Image of a gray submarine rescue chamber with red top. Openings have been cut into one side of the chamber to show the interior components. Mannequins are staged inside the chamber.

The submarine rescue chamber in the museum’s collection

The submarine rescue chamber (SRC) was developed in the early 1930s to rescue submariners from downed submarines. One was famously used in May 1939 to save 33 men trapped in sunken USS Squalus (SS 192). The Navy continues to own and operate rescue chambers today because their simple design works so effectively and reliably.

Lieutenant Commander Charles “Swede” Momsen conceived the idea for a rescue chamber after USS S-51 (SS 162) was lost in a collision in 1925. Only three of the submarine’s 37 crew members escaped before it sank. In 1926, Momsen proposed the adoption of a diving bell for submarine rescue purposes to the Bureau of Construction and Repair. Then in December 1927, USS S-4 (SS 109) sank off Provincetown, Massachusetts, after being accidentally rammed by a Coast Guard destroyer. S-4’s crew survived the sinking but ran out of air as Navy divers worked desperately to reach them. The incident revived the diving bell project.

Man sitting in a chair holding a submarine escape device which looks like a boxy canvas bag with breathing hose

Charles Momsen with a Momsen lung

Under Momsen’s direction, the Bureau of Construction and Repair began developing the diving bell in 1928. After extensive bell testing and experimenting, Momsen was reassigned within the Bureau to design an underwater breathing apparatus for submarine escape — what became his most famous invention, the Momsen lung. The Bureau placed Lieutenant Commander Allan McCann in charge of the design revisions Momsen had planned for the rescue chamber. McCann directed the development of the chamber for a year and a half; once completed in 1930, the bell was introduced by the Navy as the McCann rescue chamber.

The chamber works by mating with a submarine’s escape hatch. The lower compartment of the chamber is cleared of water by blowing it into the chamber’s ballast tanks. Once the pressurized air in the lower chamber is released into the upper compartment and vented to the surface, the chamber and submarine are at equal pressure. The hatch can be opened and the trapped submariners can enter the rescue chamber for transport to the surface.

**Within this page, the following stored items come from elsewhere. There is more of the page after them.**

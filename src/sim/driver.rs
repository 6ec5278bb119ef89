use rustc_hash::FxHashSet;
use tracing::{debug, trace};

use super::{job::Process, result::SimulationResult};
use crate::{
    core::{SchedCore, SchedCoreEvent, Ticks},
    error::InvalidInput,
};

/// A Round-Robin run that can be driven one slice at a time.
pub struct Sim {
    pub core: SchedCore,
    started: bool,
}

impl Sim {
    /// Validates the workload and sorts a private copy of it by arrival.
    /// Equal arrivals keep their input order.
    pub fn new(processes: &[Process], quantum: Ticks) -> Result<Self, InvalidInput> {
        validate(processes, quantum)?;

        let mut sorted = processes.to_vec();
        sorted.sort_by_key(|p| p.arrival);

        debug!(processes = sorted.len(), quantum, "starting round-robin run");
        Ok(Self {
            core: SchedCore::new(sorted, quantum),
            started: false,
        })
    }

    /// Runs one slice (seeding the ready queue first on the initial call) and
    /// returns what happened.
    pub fn step(&mut self) -> Vec<SchedCoreEvent> {
        let mut events = Vec::new();
        if !self.started {
            self.started = true;
            events.extend(self.core.seed());
        }
        events.extend(self.core.step());

        for event in &events {
            trace!(now = self.core.now(), ?event, "sched event");
        }
        events
    }

    pub fn all_jobs_completed(&self) -> bool {
        self.started && self.core.is_finished()
    }

    /// Drives the run to completion.
    pub fn run(mut self) -> SimulationResult {
        while !self.all_jobs_completed() {
            self.step();
        }

        let result = SimulationResult::from_ctx(&self.core.ctx, self.core.quantum());
        debug!(
            makespan = result.makespan(),
            slices = result.gantt.len(),
            context_switches = result.context_switches,
            steps = self.core.observer().steps(),
            "round-robin run finished"
        );
        result
    }
}

/// Schedules `processes` Round-Robin with the given quantum.
///
/// The caller's slice is never reordered or mutated.
pub fn simulate(processes: &[Process], quantum: Ticks) -> Result<SimulationResult, InvalidInput> {
    Ok(Sim::new(processes, quantum)?.run())
}

pub fn validate(processes: &[Process], quantum: Ticks) -> Result<(), InvalidInput> {
    if quantum == 0 {
        return Err(InvalidInput::NonPositiveQuantum { quantum: 0 });
    }
    if processes.is_empty() {
        return Err(InvalidInput::EmptyWorkload);
    }

    let mut seen = FxHashSet::default();
    let mut total_burst: Ticks = 0;
    for process in processes {
        if process.burst == 0 {
            return Err(InvalidInput::NonPositiveBurst {
                id: process.id.clone(),
                burst: 0,
            });
        }
        if !seen.insert(process.id.as_str()) {
            return Err(InvalidInput::DuplicateId {
                id: process.id.clone(),
            });
        }
        total_burst = total_burst
            .checked_add(process.burst)
            .ok_or_else(|| InvalidInput::ClockOverflow {
                id: process.id.clone(),
            })?;
    }

    // No run can end later than the last arrival plus all the work there is.
    let Some(last) = processes.iter().max_by_key(|p| p.arrival) else {
        return Err(InvalidInput::EmptyWorkload);
    };
    last.arrival
        .checked_add(total_burst)
        .ok_or_else(|| InvalidInput::ClockOverflow {
            id: last.id.clone(),
        })?;
    Ok(())
}
//! Run configuration loaded from TOML.
//!
//! ```toml
//! quantum = 2
//! sweep = true
//! compare = [2, 4]
//!
//! [[process]]
//! id = "P1"
//! arrival = 0
//! burst = 5
//!
//! # used only when no [[process]] entries are given
//! [random]
//! count = 5
//! seed = 7
//! ```

use std::{fs, path::Path};

use serde::Deserialize;

use crate::core::Ticks;
use crate::error::{InvalidInput, validate_quantum};
use crate::sim::Process;
use crate::workload::RandomWorkload;

#[derive(Debug, thiserror::Error)]
pub enum ConfigError {
    #[error("failed to read {path}: {source}")]
    Io {
        path: String,
        #[source]
        source: std::io::Error,
    },
    #[error("invalid config: {0}")]
    Parse(#[from] toml::de::Error),
    #[error(transparent)]
    Input(#[from] InvalidInput),
}

/// A process row as written in the config. Fields are signed so negative
/// values reach validation instead of failing deserialization.
#[derive(Debug, Clone, PartialEq, Eq, Deserialize)]
#[serde(deny_unknown_fields)]
pub struct RawProcess {
    pub id: String,
    pub arrival: i64,
    pub burst: i64,
}

#[derive(Debug, Clone, PartialEq, Eq, Deserialize)]
#[serde(default, deny_unknown_fields)]
pub struct RunConfig {
    pub quantum: i64,
    pub sweep: bool,
    pub compare: Option<[i64; 2]>,
    #[serde(rename = "process")]
    pub processes: Vec<RawProcess>,
    pub random: Option<RandomWorkload>,
}

impl Default for RunConfig {
    fn default() -> Self {
        Self {
            quantum: 2,
            sweep: false,
            compare: None,
            processes: Vec::new(),
            random: None,
        }
    }
}

impl RunConfig {
    pub fn load(path: impl AsRef<Path>) -> Result<Self, ConfigError> {
        let path = path.as_ref();
        let text = fs::read_to_string(path).map_err(|source| ConfigError::Io {
            path: path.display().to_string(),
            source,
        })?;
        Self::from_toml_str(&text)
    }

    pub fn from_toml_str(text: &str) -> Result<Self, ConfigError> {
        Ok(toml::from_str(text)?)
    }

    pub fn quantum(&self) -> Result<Ticks, InvalidInput> {
        validate_quantum(self.quantum)
    }

    pub fn compare_quanta(&self) -> Result<Option<(Ticks, Ticks)>, InvalidInput> {
        self.compare
            .map(|[q1, q2]| Ok((validate_quantum(q1)?, validate_quantum(q2)?)))
            .transpose()
    }

    /// Explicit processes win; otherwise the random workload, if any.
    pub fn workload(&self) -> Result<Vec<Process>, InvalidInput> {
        if !self.processes.is_empty() {
            return self
                .processes
                .iter()
                .map(|raw| Process::from_raw(raw.id.clone(), raw.arrival, raw.burst))
                .collect();
        }
        Ok(self
            .random
            .as_ref()
            .map(RandomWorkload::generate)
            .unwrap_or_default())
    }
}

tall white rescue chamber sits on the deck of a ship

The rescue chamber used to save 33 crew members from USS Squalus

A submarine rescue chamber has been used only once by the U.S. Navy to rescue submariners. On May 23, 1939, USS Squalus flooded and sank off Portsmouth, New Hampshire, after a main engine air induction valve was left open. Twenty-six men in the flooded aft compartments drowned, but 33 of the crew survived in the forward part of the submarine. Charles Momsen led the rescue effort, sending the chamber he invented on four trips to successfully retrieve all the survivors from 243 feet.

Today the Navy’s Undersea Rescue Command maintains two submarine rescue chambers as part of the Navy’s submarine rescue program. They are advanced versions of the original McCann chamber and can be used in up to 850 feet of water. The rescue chamber in the U.S. Naval Undersea Museum’s collection is one of these newer models and was transferred to the museum in 1989.